_PROVIDED DATA:_
//! Status conditions and resource snapshots.
//!
//! A `ResourceSnapshot` is one read of a serving resource as returned by the
//! orchestrator API. Snapshots are deserialized straight from `kubectl -o json`
//! output and never mutated afterwards.

use serde::{Deserialize, Serialize};
use std::fmt;

/// Kind of status condition.
#[derive(Debug, Clone, PartialEq, Eq, Hash, Serialize, Deserialize)]
#[serde(from = "String", into = "String")]
pub enum ConditionType {
    /// Top-level readiness of a Configuration or Revision.
    Ready,
    /// Revision containers pass their probes and are not crash looping.
    ContainerHealthy,
    /// Revision deployment has the resources it asked for.
    ResourcesAvailable,
    /// Revision is receiving traffic (or can scale up to).
    Active,
    /// Any condition type this crate does not model.
    Other(String),
}

impl From<String> for ConditionType {
    fn from(value: String) -> Self {
        match value.as_str() {
            "Ready" => ConditionType::Ready,
            "ContainerHealthy" => ConditionType::ContainerHealthy,
            "ResourcesAvailable" => ConditionType::ResourcesAvailable,
            "Active" => ConditionType::Active,
            _ => ConditionType::Other(value),
        }
    }
}

impl From<ConditionType> for String {
    fn from(value: ConditionType) -> Self {
        value.to_string()
    }
}

impl fmt::Display for ConditionType {
    fn fmt(&self, f: &mut fmt::Formatter<'_>) -> fmt::Result {
        match self {
            ConditionType::Ready => f.write_str("Ready"),
            ConditionType::ContainerHealthy => f.write_str("ContainerHealthy"),
            ConditionType::ResourcesAvailable => f.write_str("ResourcesAvailable"),
            ConditionType::Active => f.write_str("Active"),
            ConditionType::Other(other) => f.write_str(other),
        }
    }
}

/// Tri-state condition status.
#[derive(Debug, Clone, Copy, PartialEq, Eq, Hash, Serialize, Deserialize)]
pub enum ConditionStatus {
    True,
    False,
    #[serde(other)]
    Unknown,
}

impl fmt::Display for ConditionStatus {
    fn fmt(&self, f: &mut fmt::Formatter<'_>) -> fmt::Result {
        match self {
            ConditionStatus::True => f.write_str("True"),
            ConditionStatus::False => f.write_str("False"),
            ConditionStatus::Unknown => f.write_str("Unknown"),
        }
    }
}

/// A single status condition.
#[derive(Debug, Clone, PartialEq, Eq, Serialize, Deserialize)]
pub struct Condition {
    #[serde(rename = "type")]
    pub condition_type: ConditionType,

    pub status: ConditionStatus,

    #[serde(default)]
    pub reason: String,

    #[serde(default)]
    pub message: String,
}

impl Condition {
    pub fn new(condition_type: ConditionType, status: ConditionStatus) -> Self {
        Self {
            condition_type,
            status,
            reason: String::new(),
            message: String::new(),
        }
    }

    pub fn with_reason(mut self, reason: impl Into<String>) -> Self {
        self.reason = reason.into();
        self
    }

    pub fn with_message(mut self, message: impl Into<String>) -> Self {
        self.message = message.into();
        self
    }

    pub fn is_true(&self) -> bool {
        self.status == ConditionStatus::True
    }

    pub fn is_false(&self) -> bool {
        self.status == ConditionStatus::False
    }

    pub fn is_unknown(&self) -> bool {
        self.status == ConditionStatus::Unknown
    }
}

impl fmt::Display for Condition {
    fn fmt(&self, f: &mut fmt::Formatter<'_>) -> fmt::Result {
        write!(
            f,
            "Reason={:?}, Message={:?}, Status=\"{}\"",
            self.reason, self.message, self.status
        )
    }
}

/// Object metadata fields used by the tests.
#[derive(Debug, Clone, Default, PartialEq, Eq, Serialize, Deserialize)]
pub struct ObjectMeta {
    pub name: String,

    #[serde(default, skip_serializing_if = "Option::is_none")]
    pub namespace: Option<String>,

    #[serde(default, skip_serializing_if = "Option::is_none")]
    pub generation: Option<i64>,
}

/// Status block shared by Configurations and Revisions.
#[derive(Debug, Clone, Default, PartialEq, Eq, Serialize, Deserialize)]
#[serde(rename_all = "camelCase")]
pub struct ResourceStatus {
    #[serde(default)]
    pub observed_generation: Option<i64>,

    #[serde(default)]
    pub conditions: Vec<Condition>,

    /// Configuration only.
    #[serde(default)]
    pub latest_created_revision_name: Option<String>,

    /// Configuration only.
    #[serde(default)]
    pub latest_ready_revision_name: Option<String>,

    /// Revision only.
    #[serde(default)]
    pub log_url: Option<String>,
}

/// Point-in-time read of a serving resource.
#[derive(Debug, Clone, PartialEq, Eq, Serialize, Deserialize)]
pub struct ResourceSnapshot {
    #[serde(default)]
    pub kind: String,

    pub metadata: ObjectMeta,

    #[serde(default)]
    pub status: ResourceStatus,
}

impl ResourceSnapshot {
    /// Snapshot with no status, as seen right after creation.
    pub fn new(kind: impl Into<String>, name: impl Into<String>) -> Self {
        Self {
            kind: kind.into(),
            metadata: ObjectMeta {
                name: name.into(),
                ..Default::default()
            },
            status: ResourceStatus::default(),
        }
    }

    /// Add a condition, replacing any existing one of the same type.
    pub fn with_condition(mut self, condition: Condition) -> Self {
        self.status
            .conditions
            .retain(|c| c.condition_type != condition.condition_type);
        self.status.conditions.push(condition);
        self
    }

    pub fn name(&self) -> &str {
        &self.metadata.name
    }

    /// Look up the condition of the given type, if reported yet.
    pub fn condition(&self, condition_type: &ConditionType) -> Option<&Condition> {
        self.status
            .conditions
            .iter()
            .find(|c| &c.condition_type == condition_type)
    }
}

#[cfg(test)]
mod tests {
    use super::*;
    use serde_json::json;

    #[test]
    fn test_deserialize_configuration_status() {
        let raw = json!({
            "apiVersion": "serving.knative.dev/v1alpha1",
            "kind": "Configuration",
            "metadata": {"name": "crashy-abc", "namespace": "serving-tests", "generation": 1},
            "status": {
                "observedGeneration": 1,
                "latestCreatedRevisionName": "crashy-abc-00001",
                "conditions": [{
                    "type": "Ready",
                    "status": "False",
                    "reason": "RevisionFailed",
                    "message": "Container failed with: Crashed...",
                    "lastTransitionTime": "2019-01-01T00:00:00Z"
                }]
            }
        });

        let snapshot: ResourceSnapshot = serde_json::from_value(raw).unwrap();

        assert_eq!(snapshot.kind, "Configuration");
        assert_eq!(snapshot.name(), "crashy-abc");
        assert_eq!(
            snapshot.status.latest_created_revision_name.as_deref(),
            Some("crashy-abc-00001")
        );

        let ready = snapshot.condition(&ConditionType::Ready).unwrap();
        assert!(ready.is_false());
        assert_eq!(ready.reason, "RevisionFailed");
        assert!(ready.message.contains("Crashed..."));
    }

    #[test]
    fn test_deserialize_without_status() {
        let raw = json!({"kind": "Revision", "metadata": {"name": "rev-1"}});

        let snapshot: ResourceSnapshot = serde_json::from_value(raw).unwrap();

        assert!(snapshot.status.conditions.is_empty());
        assert!(snapshot.condition(&ConditionType::Ready).is_none());
    }

    #[test]
    fn test_unrecognized_values_are_preserved_or_unknown() {
        let raw = json!({
            "metadata": {"name": "rev-1"},
            "status": {"conditions": [
                {"type": "BuildSucceeded", "status": "Maybe"}
            ]}
        });

        let snapshot: ResourceSnapshot = serde_json::from_value(raw).unwrap();
        let condition = &snapshot.status.conditions[0];

        assert_eq!(
            condition.condition_type,
            ConditionType::Other("BuildSucceeded".to_string())
        );
        assert!(condition.is_unknown());
        assert!(condition.reason.is_empty());
    }

    #[test]
    fn test_with_condition_keeps_one_per_type() {
        let snapshot = ResourceSnapshot::new("Revision", "rev-1")
            .with_condition(Condition::new(ConditionType::Ready, ConditionStatus::Unknown))
            .with_condition(Condition::new(ConditionType::Ready, ConditionStatus::True));

        assert_eq!(snapshot.status.conditions.len(), 1);
        assert!(snapshot.condition(&ConditionType::Ready).unwrap().is_true());
    }

    #[test]
    fn test_condition_type_round_trips_through_string() {
        let encoded = serde_json::to_value(ConditionType::ContainerHealthy).unwrap();
        assert_eq!(encoded, json!("ContainerHealthy"));
    }
}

_EXERCISE GOAL:_ Read through the entries and copy each line in which "bool" appears.

_SOLUTION FOR THIS TASK:_
    pub fn is_true(&self) -> bool {
    pub fn is_false(&self) -> bool {
    pub fn is_unknown(&self) -> bool {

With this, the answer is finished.